[Start of section]
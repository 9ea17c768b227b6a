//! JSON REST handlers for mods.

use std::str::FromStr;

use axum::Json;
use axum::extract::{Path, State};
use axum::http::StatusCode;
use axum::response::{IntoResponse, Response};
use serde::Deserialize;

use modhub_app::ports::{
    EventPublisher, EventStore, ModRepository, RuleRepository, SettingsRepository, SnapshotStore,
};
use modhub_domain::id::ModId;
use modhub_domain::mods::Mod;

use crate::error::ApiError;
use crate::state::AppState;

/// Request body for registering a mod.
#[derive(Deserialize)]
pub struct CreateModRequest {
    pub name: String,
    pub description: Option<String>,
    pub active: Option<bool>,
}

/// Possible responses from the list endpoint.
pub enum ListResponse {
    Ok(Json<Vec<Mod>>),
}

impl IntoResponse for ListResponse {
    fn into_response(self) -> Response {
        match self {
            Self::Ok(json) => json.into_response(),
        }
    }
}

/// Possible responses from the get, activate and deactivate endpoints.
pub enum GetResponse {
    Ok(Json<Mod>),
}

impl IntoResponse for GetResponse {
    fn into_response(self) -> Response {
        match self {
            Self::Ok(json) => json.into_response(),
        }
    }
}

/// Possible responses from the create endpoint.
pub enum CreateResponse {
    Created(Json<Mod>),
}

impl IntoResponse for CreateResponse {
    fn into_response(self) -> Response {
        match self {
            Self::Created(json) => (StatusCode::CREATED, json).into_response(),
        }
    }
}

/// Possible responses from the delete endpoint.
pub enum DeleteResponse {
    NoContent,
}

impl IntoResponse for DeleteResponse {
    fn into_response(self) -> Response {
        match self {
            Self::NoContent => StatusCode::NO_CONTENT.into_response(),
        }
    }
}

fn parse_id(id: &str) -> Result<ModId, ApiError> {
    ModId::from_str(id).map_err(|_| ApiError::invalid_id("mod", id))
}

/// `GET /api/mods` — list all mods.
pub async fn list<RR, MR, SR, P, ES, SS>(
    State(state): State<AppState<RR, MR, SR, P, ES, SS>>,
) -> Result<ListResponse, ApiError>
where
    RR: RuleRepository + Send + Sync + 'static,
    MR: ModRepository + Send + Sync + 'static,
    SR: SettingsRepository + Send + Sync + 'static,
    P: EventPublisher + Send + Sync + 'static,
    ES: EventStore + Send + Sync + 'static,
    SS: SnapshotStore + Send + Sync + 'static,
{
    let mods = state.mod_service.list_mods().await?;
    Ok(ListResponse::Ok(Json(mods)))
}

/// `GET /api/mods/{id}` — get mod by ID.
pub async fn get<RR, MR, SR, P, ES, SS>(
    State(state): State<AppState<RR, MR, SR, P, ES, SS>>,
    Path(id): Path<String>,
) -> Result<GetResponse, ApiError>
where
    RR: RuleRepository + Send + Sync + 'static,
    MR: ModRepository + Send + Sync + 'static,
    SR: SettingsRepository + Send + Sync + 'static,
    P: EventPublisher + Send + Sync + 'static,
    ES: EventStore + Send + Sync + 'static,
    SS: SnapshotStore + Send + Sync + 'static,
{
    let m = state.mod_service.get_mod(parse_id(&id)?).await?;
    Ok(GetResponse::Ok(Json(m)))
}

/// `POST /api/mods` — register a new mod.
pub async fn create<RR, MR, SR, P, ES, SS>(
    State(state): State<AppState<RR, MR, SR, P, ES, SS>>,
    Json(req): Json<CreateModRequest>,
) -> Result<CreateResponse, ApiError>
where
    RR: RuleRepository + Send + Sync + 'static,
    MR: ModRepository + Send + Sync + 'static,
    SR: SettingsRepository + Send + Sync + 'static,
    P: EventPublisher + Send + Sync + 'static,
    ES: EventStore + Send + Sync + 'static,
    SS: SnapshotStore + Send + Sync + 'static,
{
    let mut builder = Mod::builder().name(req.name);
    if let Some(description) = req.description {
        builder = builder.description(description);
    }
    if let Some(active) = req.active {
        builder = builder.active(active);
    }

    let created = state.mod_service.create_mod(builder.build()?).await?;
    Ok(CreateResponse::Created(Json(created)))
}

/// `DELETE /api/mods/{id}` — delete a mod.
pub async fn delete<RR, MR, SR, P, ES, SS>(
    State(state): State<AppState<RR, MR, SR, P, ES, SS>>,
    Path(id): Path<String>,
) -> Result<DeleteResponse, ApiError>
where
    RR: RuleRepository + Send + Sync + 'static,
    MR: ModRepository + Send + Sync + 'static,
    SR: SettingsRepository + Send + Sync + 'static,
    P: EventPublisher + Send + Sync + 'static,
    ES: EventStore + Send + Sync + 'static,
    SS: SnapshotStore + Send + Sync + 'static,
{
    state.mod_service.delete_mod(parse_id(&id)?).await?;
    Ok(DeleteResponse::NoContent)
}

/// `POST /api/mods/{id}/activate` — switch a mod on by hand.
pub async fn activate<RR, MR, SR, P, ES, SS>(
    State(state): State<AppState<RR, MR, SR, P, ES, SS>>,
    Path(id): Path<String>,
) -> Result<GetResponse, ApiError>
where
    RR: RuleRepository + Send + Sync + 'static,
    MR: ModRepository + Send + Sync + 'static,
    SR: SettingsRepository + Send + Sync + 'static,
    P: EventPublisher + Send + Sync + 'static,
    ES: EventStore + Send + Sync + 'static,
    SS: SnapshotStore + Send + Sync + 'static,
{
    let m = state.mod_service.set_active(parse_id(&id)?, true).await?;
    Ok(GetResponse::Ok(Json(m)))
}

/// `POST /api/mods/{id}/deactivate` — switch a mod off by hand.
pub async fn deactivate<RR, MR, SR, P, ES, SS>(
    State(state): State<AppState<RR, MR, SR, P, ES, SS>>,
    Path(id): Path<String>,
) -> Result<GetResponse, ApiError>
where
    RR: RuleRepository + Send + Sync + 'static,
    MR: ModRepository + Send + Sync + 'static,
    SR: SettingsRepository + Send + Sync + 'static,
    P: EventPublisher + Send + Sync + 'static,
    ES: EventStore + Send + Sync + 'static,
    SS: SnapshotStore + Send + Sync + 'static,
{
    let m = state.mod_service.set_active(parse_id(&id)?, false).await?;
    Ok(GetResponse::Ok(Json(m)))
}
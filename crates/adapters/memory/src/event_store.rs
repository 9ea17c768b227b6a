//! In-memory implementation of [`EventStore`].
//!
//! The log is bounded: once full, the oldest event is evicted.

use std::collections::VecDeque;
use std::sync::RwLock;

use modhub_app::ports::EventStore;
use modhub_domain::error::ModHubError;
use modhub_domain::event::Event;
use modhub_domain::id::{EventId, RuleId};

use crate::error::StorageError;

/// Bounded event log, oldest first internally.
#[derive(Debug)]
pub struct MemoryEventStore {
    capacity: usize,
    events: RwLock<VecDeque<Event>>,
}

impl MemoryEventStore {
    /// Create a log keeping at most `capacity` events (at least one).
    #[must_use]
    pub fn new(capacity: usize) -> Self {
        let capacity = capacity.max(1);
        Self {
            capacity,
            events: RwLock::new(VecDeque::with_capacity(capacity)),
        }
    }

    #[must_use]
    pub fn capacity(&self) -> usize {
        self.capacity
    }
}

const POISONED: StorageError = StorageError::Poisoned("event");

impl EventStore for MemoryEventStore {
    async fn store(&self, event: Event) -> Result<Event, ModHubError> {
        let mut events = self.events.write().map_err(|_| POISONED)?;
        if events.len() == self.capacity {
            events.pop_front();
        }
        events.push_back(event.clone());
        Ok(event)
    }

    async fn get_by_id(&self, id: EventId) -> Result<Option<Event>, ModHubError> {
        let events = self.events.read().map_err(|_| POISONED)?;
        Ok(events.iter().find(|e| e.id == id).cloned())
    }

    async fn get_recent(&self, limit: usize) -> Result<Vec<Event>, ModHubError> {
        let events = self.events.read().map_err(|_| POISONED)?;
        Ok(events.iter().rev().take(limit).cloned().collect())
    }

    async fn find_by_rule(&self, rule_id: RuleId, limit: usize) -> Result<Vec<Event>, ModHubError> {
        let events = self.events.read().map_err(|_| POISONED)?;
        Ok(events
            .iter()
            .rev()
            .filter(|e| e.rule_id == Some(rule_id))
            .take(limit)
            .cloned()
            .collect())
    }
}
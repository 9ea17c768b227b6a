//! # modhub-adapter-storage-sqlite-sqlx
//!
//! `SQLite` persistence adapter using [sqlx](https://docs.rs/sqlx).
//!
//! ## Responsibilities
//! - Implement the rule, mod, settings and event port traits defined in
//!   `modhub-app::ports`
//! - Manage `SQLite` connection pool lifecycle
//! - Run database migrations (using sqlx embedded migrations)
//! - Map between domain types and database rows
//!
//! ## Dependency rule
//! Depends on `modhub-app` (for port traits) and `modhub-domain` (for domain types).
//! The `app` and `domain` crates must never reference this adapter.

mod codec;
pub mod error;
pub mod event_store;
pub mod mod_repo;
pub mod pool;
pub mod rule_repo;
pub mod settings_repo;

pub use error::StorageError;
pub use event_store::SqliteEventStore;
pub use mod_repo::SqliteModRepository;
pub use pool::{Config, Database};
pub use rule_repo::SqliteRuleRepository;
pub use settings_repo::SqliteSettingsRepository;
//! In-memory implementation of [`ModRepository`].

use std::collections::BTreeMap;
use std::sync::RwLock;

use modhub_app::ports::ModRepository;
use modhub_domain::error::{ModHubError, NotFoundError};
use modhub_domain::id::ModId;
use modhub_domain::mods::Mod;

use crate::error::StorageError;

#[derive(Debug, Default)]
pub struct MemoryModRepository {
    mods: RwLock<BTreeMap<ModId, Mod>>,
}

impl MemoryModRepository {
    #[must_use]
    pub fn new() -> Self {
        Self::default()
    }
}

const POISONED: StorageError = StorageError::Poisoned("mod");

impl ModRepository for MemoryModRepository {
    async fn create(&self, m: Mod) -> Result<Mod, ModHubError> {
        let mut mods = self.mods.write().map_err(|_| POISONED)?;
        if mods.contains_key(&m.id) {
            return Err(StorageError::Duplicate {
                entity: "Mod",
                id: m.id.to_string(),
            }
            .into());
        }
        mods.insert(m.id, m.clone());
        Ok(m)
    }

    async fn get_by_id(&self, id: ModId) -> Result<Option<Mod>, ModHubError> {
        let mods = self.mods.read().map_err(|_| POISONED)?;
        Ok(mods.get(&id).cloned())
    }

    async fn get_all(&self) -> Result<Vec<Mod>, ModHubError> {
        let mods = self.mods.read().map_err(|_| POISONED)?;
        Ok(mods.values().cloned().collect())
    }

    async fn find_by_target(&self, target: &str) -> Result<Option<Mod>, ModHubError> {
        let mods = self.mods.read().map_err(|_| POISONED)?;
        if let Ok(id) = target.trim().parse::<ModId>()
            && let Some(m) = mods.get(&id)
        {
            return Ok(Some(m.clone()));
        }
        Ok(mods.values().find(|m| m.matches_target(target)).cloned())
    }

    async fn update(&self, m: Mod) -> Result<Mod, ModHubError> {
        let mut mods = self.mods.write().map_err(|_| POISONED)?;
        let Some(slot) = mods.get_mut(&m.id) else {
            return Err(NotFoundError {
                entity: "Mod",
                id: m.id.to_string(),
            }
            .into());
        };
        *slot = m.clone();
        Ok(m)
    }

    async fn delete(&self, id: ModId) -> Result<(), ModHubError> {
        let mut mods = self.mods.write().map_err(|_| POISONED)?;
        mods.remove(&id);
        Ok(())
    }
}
[End of section]
## What you are asked to do
In the listing, how many lines hold "struct"? Answer with a bare number.

## Response to the exercise
3